The outgoing chairman of the Arizona Corporation Commission on Monday warned the rooftop-solar industry to tone down its rhetoric at a ceremony swearing in two new members of the utility regulatory agency.

Bob Stump, who was replaced as chairman Monday after two years in the position, said that industries that have business at the commission "need more intellectual honesty."

The regulators have grappled in recent years with how much, if at all, utilities should subsidize renewable energy sources such as solar, and how electric companies can continue to operate when rooftop solar proliferates and cuts into their revenues.

ThinkProgress: Nissan Leaf Set an Electric Car Sales Record in 2014

Americans bought more than 30,000 Nissan Leafs in 2014, a yearly sales record that’s never before been reached by an electric plug-in vehicle.

In all, 30,200 Nissan Leafs were sold in the U.S. last year, a 33.6 percent increase over the number sold in 2013. That’s a small chunk of the approximately 1.3 million total vehicles sold by Nissan in 2014, but it’s still the highest number of plug-in electric vehicles sold in the U.S. in any one year so far.

SF Gate: Owners of BMW Electric Cars Get Paid Not to Drive

Some Bay Area drivers of the BMW i3 electric hatchback may soon qualify for an odd perk -- getting paid to delay recharging their cars.

Drivers who participate in the German automaker’s new i ChargeForward program will receive up to $1,540 in return for letting BMW delay the recharging process whenever California’s electricity grid faces a heavy strain. The delays are expected to last no longer than an hour.

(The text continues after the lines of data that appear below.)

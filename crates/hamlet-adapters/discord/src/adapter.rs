//! Discord gateway adapter.
//!
//! The adapter owns the serenity client for the lifetime of the session. The
//! client runs on its own task; events reach the runtime through the
//! [`EventSink`] handed to [`Platform::start`].

use std::fmt;
use std::sync::Arc;

use async_trait::async_trait;
use hamlet_core::{CommandData, EventSink, Platform, PlatformError, PlatformResult};
use parking_lot::Mutex;
use serenity::Client;
use serenity::all::{GatewayError, GatewayIntents, ShardManager};
use tracing::{debug, error, info};

use crate::config::DiscordOptions;
use crate::handler::{Handler, SinkSlot};

/// Connects to Discord with a bot token.
pub struct DiscordAdapter {
    token: String,
    options: DiscordOptions,
    shards: Mutex<Option<Arc<ShardManager>>>,
}

impl DiscordAdapter {
    /// Creates an adapter. Nothing connects until [`Platform::start`].
    pub fn new(token: impl Into<String>, options: DiscordOptions) -> Self {
        Self {
            token: token.into(),
            options,
            shards: Mutex::new(None),
        }
    }

    /// Gateway intents the adapter subscribes to.
    pub fn intents() -> GatewayIntents {
        GatewayIntents::GUILDS
            | GatewayIntents::GUILD_MESSAGES
            | GatewayIntents::DIRECT_MESSAGES
            | GatewayIntents::MESSAGE_CONTENT
    }

    pub fn options(&self) -> &DiscordOptions {
        &self.options
    }
}

impl fmt::Debug for DiscordAdapter {
    fn fmt(&self, f: &mut fmt::Formatter<'_>) -> fmt::Result {
        f.debug_struct("DiscordAdapter")
            .field("options", &self.options)
            .field("connected", &self.shards.lock().is_some())
            .finish_non_exhaustive()
    }
}

#[async_trait]
impl Platform for DiscordAdapter {
    fn name(&self) -> &'static str {
        "discord"
    }

    async fn start(&self, sink: EventSink, commands: Vec<CommandData>) -> PlatformResult<()> {
        let slot: SinkSlot = Arc::new(Mutex::new(Some(sink)));
        let handler = Handler::new(Arc::clone(&slot), commands, self.options.clone());

        let mut client = Client::builder(&self.token, Self::intents())
            .event_handler(handler)
            .await
            .map_err(|e| PlatformError::Login(e.to_string()))?;
        *self.shards.lock() = Some(Arc::clone(&client.shard_manager));

        tokio::spawn(async move {
            if let Err(e) = client.start().await {
                let e = session_error(e);
                error!(error = %e, "Discord gateway session ended with an error");
            }
            slot.lock().take();
            debug!("Discord event stream closed");
        });

        info!("Discord client started");
        Ok(())
    }

    async fn shutdown(&self) {
        let shards = self.shards.lock().take();
        if let Some(shards) = shards {
            shards.shutdown_all().await;
            info!("Discord client disconnected");
        }
    }
}

/// Maps the error that ended a running gateway session. A rejected token
/// only surfaces here, once the first shard identifies.
fn session_error(err: serenity::Error) -> PlatformError {
    match err {
        serenity::Error::Gateway(GatewayError::InvalidAuthentication) => {
            PlatformError::Login("Discord rejected the bot token".into())
        }
        other => PlatformError::Gateway(other.to_string()),
    }
}
//! Slash commands: plugin shape and the invocation path.

use std::fmt;
use std::sync::Arc;
use std::time::Duration;

use hamlet_core::{ApiResult, BoxedInteraction, CommandData, Reply};
use serde_json::{Map, Value};
use tracing::{debug, error, info};

use crate::context::AppContext;
use crate::error::ValidationError;
use crate::handler::{self, CommandService, HandlerResult};
use crate::plugin::{PluginCandidate, Validate, require_handler, require_name};

// ─── Handler input ────────────────────────────────────────────────────────────

/// What a command handler receives.
#[derive(Clone)]
pub struct CommandContext {
    /// Shared application state.
    pub app: Arc<AppContext>,
    /// The invocation being handled.
    pub interaction: BoxedInteraction,
}

impl CommandContext {
    /// Creates a handler input.
    pub fn new(app: Arc<AppContext>, interaction: BoxedInteraction) -> Self {
        Self { app, interaction }
    }

    /// Replies publicly with `content`.
    pub async fn reply(&self, content: impl Into<String>) -> ApiResult<()> {
        self.interaction.reply(Reply::public(content)).await
    }

    /// Replies with `content`, visible only to the invoker.
    pub async fn reply_private(&self, content: impl Into<String>) -> ApiResult<()> {
        self.interaction.reply(Reply::private(content)).await
    }
}

impl fmt::Debug for CommandContext {
    fn fmt(&self, f: &mut fmt::Formatter<'_>) -> fmt::Result {
        f.debug_struct("CommandContext")
            .field("command", &self.interaction.command_name())
            .finish_non_exhaustive()
    }
}

// ─── Plugin shape ─────────────────────────────────────────────────────────────

/// A command as loaded from a source, before validation.
#[derive(Default)]
pub struct CommandUnit {
    /// Declared metadata.
    pub data: Option<CommandData>,
    /// Declared handler.
    pub execute: Option<CommandService>,
    /// Free-form plugin metadata.
    pub metadata: Map<String, Value>,
}

/// A validated, invocable command.
#[derive(Clone)]
pub struct CommandDescriptor {
    data: CommandData,
    handler: CommandService,
    origin: String,
    metadata: Map<String, Value>,
}

impl CommandDescriptor {
    /// Command name; the lookup key.
    pub fn name(&self) -> &str {
        &self.data.name
    }

    /// Declared metadata.
    pub fn data(&self) -> &CommandData {
        &self.data
    }

    /// Where the command was loaded from.
    pub fn origin(&self) -> &str {
        &self.origin
    }

    /// Free-form plugin metadata.
    pub fn metadata(&self) -> &Map<String, Value> {
        &self.metadata
    }

    /// Bounds every invocation by `timeout`.
    pub fn with_timeout(mut self, timeout: Option<Duration>) -> Self {
        self.handler = handler::with_timeout(self.handler, timeout);
        self
    }

    /// Runs the handler.
    pub async fn execute(&self, ctx: CommandContext) -> HandlerResult {
        handler::call(&self.handler, ctx).await
    }
}

impl fmt::Debug for CommandDescriptor {
    fn fmt(&self, f: &mut fmt::Formatter<'_>) -> fmt::Result {
        f.debug_struct("CommandDescriptor")
            .field("data", &self.data)
            .field("origin", &self.origin)
            .finish_non_exhaustive()
    }
}

impl Validate for CommandUnit {
    type Descriptor = CommandDescriptor;

    fn validate(self, candidate: &PluginCandidate) -> Result<CommandDescriptor, ValidationError> {
        let (name, description) = match self.data {
            Some(data) => (Some(data.name), data.description),
            None => (None, String::new()),
        };
        let name = require_name(name, candidate)?;
        let handler = require_handler(self.execute, candidate)?;
        Ok(CommandDescriptor {
            data: CommandData { name, description },
            handler,
            origin: candidate.origin.clone(),
            metadata: self.metadata,
        })
    }
}

// ─── Invocation ───────────────────────────────────────────────────────────────

/// How an invocation ended.
#[derive(Debug, Clone, Copy, PartialEq, Eq)]
pub enum CommandOutcome {
    /// No command has the invoked name; nothing was sent.
    NotFound,
    /// The handler completed.
    Completed,
    /// The handler failed and the invoker was told.
    Failed,
}

/// Runs the command named by `interaction`.
///
/// On handler failure the invoker gets the configured error message, visible
/// only to them. The message is a follow-up when the handler already replied
/// or deferred, and a first reply otherwise.
pub async fn handle_interaction(
    app: &Arc<AppContext>,
    interaction: BoxedInteraction,
) -> CommandOutcome {
    let name = interaction.command_name().to_owned();

    let command = match app.commands().lookup(&name) {
        Ok(command) => command,
        Err(e) => {
            error!("{e}");
            return CommandOutcome::NotFound;
        }
    };

    debug!(command = %name, user = %interaction.user_tag(), "Invoking command");
    let ctx = CommandContext::new(Arc::clone(app), Arc::clone(&interaction));
    let Err(e) = command.execute(ctx).await else {
        return CommandOutcome::Completed;
    };

    error!(command = %name, origin = %command.origin(), error = %e, "Command handler failed");

    let notice = Reply::private(app.responder().command_error_message.clone());
    let sent = if interaction.replied() || interaction.deferred() {
        interaction.follow_up(notice).await
    } else {
        interaction.reply(notice).await
    };
    match sent {
        Ok(()) => info!(command = %name, "Reported command failure to invoker"),
        Err(e) => error!(command = %name, error = %e, "Failed to report command failure"),
    }
    CommandOutcome::Failed
}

The experimental program -- developed by BMW and Pacific Gas and Electric Co. -- will test one way to ensure that electric vehicles don’t burden the grid as their popularity slowly grows.

Slate: 2014 Was the Hottest Year Ever Measured on Earth

Last year, 2014, was the globe’s hottest year ever recorded by thermometers, and likely the hottest in the history of human civilization.

This week’s data comes from Japan’s Meteorological Agency, one of the four primary record-keeping organizations that routinely plot the now familiar upward bend in Earth’s surface temperature.

The new record amounts to yet another warning sign on the civilizational superhighway toward a worst-case climate scenario.

Lawrence Summers Op-Ed: Oil’s Swoon Creates the Opening for a Carbon Tax

The case for carbon taxes has long been compelling. With the recent steep fall in oil prices and associated declines in other energy prices, it has become overwhelming. There is room for debate about the size of the tax and about how the proceeds should be deployed. But there should be no doubt that, given the current zero tax rate on carbon, increased taxation would be desirable.